A few weeks ago, I was giving a conference on business models to manufacturers in the agri-food industry. Among many subjects discussed, I wanted to demonstrate the key concepts around a question that—at first glance—seems pretty simple :
« As a manufacturer, who would you say your customer is : the distributor-retailer, or the end user ? »
Although I asked this to people in the agri-food industry, it’s a question that applies to any manufacturer in the Customer Packaged Goods (CPG) sector that sells products to consumers via a retailer, large chain, specialized store, or local shop—whether in a bricks-and-mortar space or online.
One of the conference attendees answered, “But we’re a B2B2C business.” Ah, B2B2C, a portmanteau term that blends B2B (Business to Business) with B2C (Business to Consumer) to denote their organization is a distribution intermediary (that’s the other B), but their product will be consumed by you and me (the C in the equation). It’s a term that’s used more and more frequently in marketing, and is pretty generally accepted.
However, just because a term is in vogue in no way means you should be using it to conduct your strategic thinking. B2B and B2C are two completely different concepts that each come with their own potential business models. If you mix them, you can create a lot of confusion when it comes to determining your goals and tactics. Of course, both are vital to your organization, but they absolutely must be dealt with separately.
Beau Croissant Inc.
To demonstrate what I mean, let’s look at a (pretend) company called Beau Croissant Inc., which sells high-end croissants destined for end users via grocery retailers like Metro, IGA, and Provigo.
Here is what their B2B Business Model Canvas looks like
And here is their B2C Business Model Canvas
The key distinction here is that, when it comes to B2B, retailers are your end clients whereas, for B2C, retailers are a channel used to reach your end customers.
That said, what’s important is the impact of this dynamic on the whole of your company’s activities—that is, the other blocks of your Business Model Canvas.
First, the value propositions are not remotely the same. That much is obvious. Having a grocery store as your client as opposed to the end consumer does not come with the same challenges and is not measured by the same gains. For Beau Croissant Inc., the B2C client wants quality, freshness, and potentially an attachment to your brand, as well as immediate and enjoyable access to your product. For all practical purposes, the B2B grocery store is focused on price, speed, and risk reduction. They want you to provide an effective solution for any given planogram. If you cannot meet their criteria—even if customers love your product—you will no longer be given space on grocery store shelves.

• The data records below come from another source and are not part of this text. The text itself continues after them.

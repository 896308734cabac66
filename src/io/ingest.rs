//! CSV ingest and validation.
//!
//! This module is responsible for turning an uploaded table into a clean list of
//! `Observation`s that are safe to estimate on.
//!
//! Design goals:
//! - **Strict schema** for required columns (`time`, `event`)
//! - **Row-level validation** (skip bad rows, but report what happened)
//! - **Raw rows kept** so the caller can show a preview of what was uploaded
//! - **Separation of concerns**: no estimation logic here
//!
//! Opening the file is an `AppError` (a usage problem); everything after that is
//! a `DataError` the pipeline recovers from.

use std::collections::HashMap;
use std::fs::File;
use std::io::Read;
use std::path::Path;

use csv::StringRecord;
use log::debug;

use crate::domain::Observation;
use crate::error::{AppError, DataError};

pub const TIME_COLUMN: &str = "time";
pub const EVENT_COLUMN: &str = "event";

/// A row-level error encountered during ingest.
#[derive(Debug, Clone, PartialEq)]
pub struct RowError {
    pub line: usize,
    pub message: String,
}

/// The uploaded table as read, before any schema checks.
#[derive(Debug, Clone, Default)]
pub struct RawTable {
    pub headers: Vec<String>,
    /// `(line, record)` for every record that parsed as CSV.
    pub records: Vec<(usize, StringRecord)>,
    pub parse_errors: Vec<RowError>,
}

impl RawTable {
    pub fn rows_read(&self) -> usize {
        self.records.len() + self.parse_errors.len()
    }

    /// First `n` records as plain strings (for previews).
    pub fn preview(&self, n: usize) -> Vec<Vec<String>> {
        self.records
            .iter()
            .take(n)
            .map(|(_, r)| r.iter().map(str::to_string).collect())
            .collect()
    }
}

/// Ingest output: validated observations + row errors.
#[derive(Debug, Clone)]
pub struct IngestedData {
    pub observations: Vec<Observation>,
    pub row_errors: Vec<RowError>,
    pub rows_read: usize,
    pub rows_used: usize,
}

/// Open a CSV file for reading.
pub fn open_table(path: &Path) -> Result<File, AppError> {
    File::open(path).map_err(|e| AppError::new(2, format!("Failed to open CSV '{}': {e}", path.display())))
}

/// Read every record of a CSV table.
pub fn read_table<R: Read>(reader: R) -> Result<RawTable, DataError> {
    let mut reader = csv::ReaderBuilder::new()
        .flexible(true)
        .trim(csv::Trim::All)
        .from_reader(reader);

    let headers = reader
        .headers()
        .map_err(|e| DataError::unreadable(format!("failed to read CSV headers: {e}")))?
        .iter()
        .map(str::to_string)
        .collect::<Vec<_>>();

    let mut records = Vec::new();
    let mut parse_errors = Vec::new();

    for (idx, result) in reader.records().enumerate() {
        // +2: records start after the header line, and lines are 1-based.
        let line = idx + 2;
        match result {
            Ok(record) => records.push((line, record)),
            Err(e) => parse_errors.push(RowError {
                line,
                message: format!("CSV parse error: {e}"),
            }),
        }
    }

    Ok(RawTable {
        headers,
        records,
        parse_errors,
    })
}

/// Validate the schema and convert rows to observations.
pub fn extract_observations(table: &RawTable) -> Result<IngestedData, DataError> {
    let header_map = build_header_map(&table.headers);
    let time_idx = *header_map
        .get(TIME_COLUMN)
        .ok_or(DataError::MissingColumn { column: TIME_COLUMN })?;
    let event_idx = *header_map
        .get(EVENT_COLUMN)
        .ok_or(DataError::MissingColumn { column: EVENT_COLUMN })?;

    let mut observations = Vec::with_capacity(table.records.len());
    let mut row_errors = table.parse_errors.clone();

    for (line, record) in &table.records {
        match parse_row(record, time_idx, event_idx) {
            Ok(obs) => observations.push(obs),
            Err(message) => row_errors.push(RowError { line: *line, message }),
        }
    }
    row_errors.sort_by_key(|e| e.line);

    let rows_read = table.rows_read();
    let rows_used = observations.len();
    if rows_used == 0 {
        return Err(DataError::EmptyDataset { rows_read });
    }
    debug!("ingest: {rows_used}/{rows_read} rows usable, {} skipped", row_errors.len());

    Ok(IngestedData {
        observations,
        row_errors,
        rows_read,
        rows_used,
    })
}

fn build_header_map(headers: &[String]) -> HashMap<String, usize> {
    let mut map = HashMap::new();
    for (idx, name) in headers.iter().enumerate() {
        // First occurrence wins for duplicated headers.
        map.entry(normalize_header_name(name)).or_insert(idx);
    }
    map
}

fn normalize_header_name(name: &str) -> String {
    // Excel and other tools sometimes emit UTF-8 CSVs with a BOM prefix on the
    // first header. If we don't strip it, schema validation will incorrectly
    // report missing columns.
    let name = name.trim().trim_start_matches('\u{feff}');
    name.to_ascii_lowercase()
}

fn parse_row(record: &StringRecord, time_idx: usize, event_idx: usize) -> Result<Observation, String> {
    let time_raw = get_required(record, time_idx, TIME_COLUMN)?;
    let event_raw = get_required(record, event_idx, EVENT_COLUMN)?;

    let duration = parse_duration(time_raw)?;
    let event_observed = parse_event(event_raw)?;
    Ok(Observation::new(duration, event_observed))
}

fn get_required<'a>(record: &'a StringRecord, idx: usize, name: &str) -> Result<&'a str, String> {
    record
        .get(idx)
        .map(str::trim)
        .filter(|s| !s.is_empty())
        .ok_or_else(|| format!("Missing required value: `{name}`"))
}

fn parse_duration(s: &str) -> Result<f64, String> {
    let v = s
        .parse::<f64>()
        .map_err(|_| format!("Invalid `time` '{s}' (expected a number)."))?;
    if !v.is_finite() {
        return Err(format!("Invalid `time` '{s}' (must be finite)."));
    }
    if v < 0.0 {
        return Err(format!("Invalid `time` '{s}' (must be >= 0)."));
    }
    Ok(v)
}

fn parse_event(s: &str) -> Result<bool, String> {
    if s.eq_ignore_ascii_case("true") {
        return Ok(true);
    }
    if s.eq_ignore_ascii_case("false") {
        return Ok(false);
    }
    match s.parse::<f64>() {
        Ok(v) if v == 1.0 => Ok(true),
        Ok(v) if v == 0.0 => Ok(false),
        _ => Err(format!("Invalid `event` '{s}' (expected 0 or 1).")),
    }
}

#[cfg(test)]
mod tests {
    use super::*;

    fn ingest(text: &str) -> Result<IngestedData, DataError> {
        let table = read_table(text.as_bytes())?;
        extract_observations(&table)
    }

    #[test]
    fn reads_required_columns_and_ignores_extras() {
        let data = ingest("PatientID,time,event,arm\n1,5,1,A\n2,6,0,B\n3,6.5,1,A\n").unwrap();
        assert_eq!(data.rows_read, 3);
        assert_eq!(data.rows_used, 3);
        assert_eq!(data.observations[1], Observation::censored(6.0));
        assert_eq!(data.observations[2], Observation::event(6.5));
    }

    #[test]
    fn headers_are_case_insensitive_and_bom_tolerant() {
        let data = ingest("\u{feff}Time , EVENT\n3,1\n").unwrap();
        assert_eq!(data.observations, vec![Observation::event(3.0)]);
    }

    #[test]
    fn bad_rows_are_skipped_and_reported() {
        let data = ingest("time,event\n5,1\nabc,1\n-2,0\n7,2\n8,\n9,0.0\n").unwrap();
        assert_eq!(data.rows_read, 6);
        assert_eq!(data.rows_used, 2);
        let lines: Vec<usize> = data.row_errors.iter().map(|e| e.line).collect();
        assert_eq!(lines, vec![3, 4, 5, 6]);
        assert!(data.row_errors[0].message.contains("abc"));
    }

    #[test]
    fn missing_event_column_is_a_data_error() {
        let err = ingest("time,status\n5,1\n").unwrap_err();
        assert_eq!(err, DataError::MissingColumn { column: "event" });
    }

    #[test]
    fn all_rows_invalid_is_empty_dataset() {
        let err = ingest("time,event\nx,1\ny,0\n").unwrap_err();
        assert_eq!(err, DataError::EmptyDataset { rows_read: 2 });
    }

    #[test]
    fn preview_keeps_raw_rows() {
        let table = read_table("time,event,note\n1,1,a\n2,0,b\n3,1,c\n".as_bytes()).unwrap();
        assert_eq!(table.headers, vec!["time", "event", "note"]);
        let preview = table.preview(2);
        assert_eq!(preview.len(), 2);
        assert_eq!(preview[1], vec!["2", "0", "b"]);
    }

    #[test]
    fn event_accepts_boolean_words() {
        assert_eq!(parse_event("TRUE"), Ok(true));
        assert_eq!(parse_event("false"), Ok(false));
        assert_eq!(parse_event("1.0"), Ok(true));
        assert!(parse_event("yes").is_err());
    }
}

Next, when it comes to distribution channels and promotion, B2B companies need to focus on delivery logistics and your salesforce in the field, whereas B2C concentrates on your packaging, website, social media, and presence on traditional ad channels like TV. Same goes with your clients: a grocer will pay little attention to your newsletter, but wants you to buy media space in their store or newsletter.
Finally, there are also key distinctions to be made when it comes to internal expertise. Your marketing expert may, for example, have ample experience with ad agencies, and probably knows exactly how to work with B2C clients. However, they may not know how to maintain relationships with buyers. And vice versa for B2B companies.
In other words, if you use the same strategy with these distinct models—especially if you are a small business—you will have a hard time clarifying your objectives and determining your tactics. And, by the same token, adequately communicating these to your team. This leaves room for interpretation and will only dilute your efforts. Your best bet is to split your strategic planning in two, gather the right people with the right experience around the table, and sit down to define distinct goals for each target. Then, if you wish, you can combine these unique strategies together and call it your B2B2C approach.
Those who use the Business Model Canvas (BMC) as a work tool often have a bad habit of wanting to include everything in a single canvas. This is a mistake. You’re allowed to develop several BMCs linked to your vision and based on your client/business unit segmentation, brands, distribution channels, and more. There are many ways to envision and exploit these models. In my experience, every organization is different, so it’s pointless to simply copy off your neighbour. Trust your instincts… or ask an expert!